Otis House

Harrison’s Politics

Bust of Harrison Gray Otis, 1838-1843

As few families had played a more important part in the Revolution than the Otises, it seems inevitable that Harrison Gray Otis would have a lifelong political career as lawyer, Congressman, Senator, and Mayor. Harrison adhered to the Federalist Party, which under the guidance of Alexander Hamilton, would have provided the sound federal financing that would have appealed to his merchant-shipowner clients.

Alien and Sedition Acts

With fears of enemy spies infiltrating American society, the Federalist majority in Congress passed four new laws in June and July 1798, collectively known as the Alien and Sedition Acts. Harrison Gray Otis, as much as any member of the Congress, was responsible for the passing of this controversial legislation.
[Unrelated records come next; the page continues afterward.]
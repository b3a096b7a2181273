//! Device42Client trait for mocking
//!
//! This trait abstracts the Device42Client to enable mocking in unit tests.
//! The concrete Device42Client implements this trait, and tests can use mock implementations.

use crate::error::Device42Error;
use crate::models::*;
use serde_json::Value;

/// Trait for Device42 API client operations
///
/// The generic object operations take and return raw JSON here; the typed
/// variants (`get_object::<T>`, `post_object`, typed DOQL rows) live on the
/// concrete client.
/// All async methods must be `Send` to work with Tokio's work-stealing runtime.
#[async_trait::async_trait]
pub trait Device42ClientTrait: Send + Sync {
    /// Get the base URL
    fn base_url(&self) -> &str;

    /// Check connectivity and credentials
    async fn validate_credentials(&self) -> Result<(), Device42Error>;

    // Generic operations
    async fn get_object_value(&self, endpoint: &str, id: u64) -> Result<Value, Device42Error>;
    async fn post_object_value(&self, endpoint: &str, object: &Value) -> Result<PostResponse, Device42Error>;
    async fn put_object_value(&self, endpoint: &str, object: &Value) -> Result<PostResponse, Device42Error>;
    async fn delete_object(&self, endpoint: &str, id: u64) -> Result<DeleteResponse, Device42Error>;
    async fn doql_query(&self, query_name: &str) -> Result<Value, Device42Error>;
    async fn update_custom_field(&self, custom_field: &CustomField, endpoint: &str) -> Result<Value, Device42Error>;

    // Buildings
    async fn get_buildings(&self, name: Option<&str>) -> Result<Vec<Building>, Device42Error>;
    async fn post_building(&self, building: &Building) -> Result<PostResponse, Device42Error>;
    async fn delete_building(&self, id: u64) -> Result<DeleteResponse, Device42Error>;

    // Rooms
    async fn get_rooms(&self, filter: &RoomFilter) -> Result<Vec<Room>, Device42Error>;
    async fn get_room(&self, id: u64) -> Result<Room, Device42Error>;
    async fn post_room(&self, room: &Room) -> Result<PostResponse, Device42Error>;
    async fn delete_room(&self, id: u64) -> Result<DeleteResponse, Device42Error>;

    // Racks
    async fn get_racks(&self, filter: &RackFilter) -> Result<Vec<Rack>, Device42Error>;
    async fn get_rack(&self, id: u64) -> Result<Rack, Device42Error>;
    async fn post_rack(&self, rack: &Rack) -> Result<PostResponse, Device42Error>;
    async fn delete_rack(&self, id: u64) -> Result<DeleteResponse, Device42Error>;

    // Devices
    async fn get_devices(&self, filter: &DeviceFilter) -> Result<Vec<Device>, Device42Error>;
    async fn get_all_devices(&self, include_cols: Option<&str>) -> Result<Vec<Device>, Device42Error>;
    async fn get_device(&self, id: u64) -> Result<Device, Device42Error>;
    async fn get_device_by_other_id(&self, lookup: DeviceLookup, value: &str, include_cols: Option<&str>) -> Result<Vec<Device>, Device42Error>;

    // IPAM
    async fn get_vlans(&self, filter: &VlanFilter) -> Result<Vec<Vlan>, Device42Error>;
    async fn post_vlan(&self, vlan: &Vlan) -> Result<PostResponse, Device42Error>;
    async fn post_network(&self, subnet: &Subnet) -> Result<PostResponse, Device42Error>;
    async fn post_ip(&self, ip: &IpAddress) -> Result<PostResponse, Device42Error>;

    // Others
    async fn get_all_service_instances(&self) -> Result<Vec<Value>, Device42Error>;
    async fn get_all_application_components(&self) -> Result<Vec<Value>, Device42Error>;
    async fn get_all_operating_systems(&self) -> Result<Vec<Value>, Device42Error>;
    async fn post_app_component(&self, component: &AppComponent) -> Result<PostResponse, Device42Error>;
    async fn post_customer(&self, customer: &Customer) -> Result<PostResponse, Device42Error>;
}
The Naturalization Act increased residency requirements for U.S. citizenship to fourteen years from five. The Alien Enemies Act permitted the government to arrest and deport all male citizens of an enemy nation in the event of war. The Alien Friends Act allowed the president to deport any non-citizen suspected of plotting against the government, even in peacetime. The Sedition Act  took direct aim at those who spoke out against President John Adams or the Federalist-dominated government. By 1802, all of the Alien and Sedition Acts had been repealed or expired, save for the Alien Enemies Act, which Congress amended in 1918 to include women.

Slavery

Harrison Gray Otis held a moral repugnance to slavery, but his conscience was not greatly troubled by the existence of wrongs for which he did not feel responsible. In both 1798 and 1819, legislation was introduced that included the prohibition of slavery. On both accounts Otis voted with the majority to defeat the bills, twice evading an opportunity to curtail the advance of slavery. Only a year later in 1820 his vote against the Maine-Missouri Bill (The Missouri Compromise), allowing Missouri to enter the Union as slave state and Maine as a free state, shows a reversal in his thinking about the fast-growing nation’s “peculiar institution.”

The Hartford Convention

The official objectives of the Hartford Convention of 1814 were to draft constitutional amendments to protect New England interests, and an agreement with the Federal Government to let the states conduct their own defense during the War of 1812. As the convention finished its business, dispatches were already on their way from Britain containing the peace terms that had been agreed to in the Treaty of Ghent, ending the war, and thus negating the power of the ultimatums contained in the convention’s report. The secrecy of the Hartford proceedings contributed to discrediting the convention, and its unpopularity was a factor in the demise of the Federalist Party.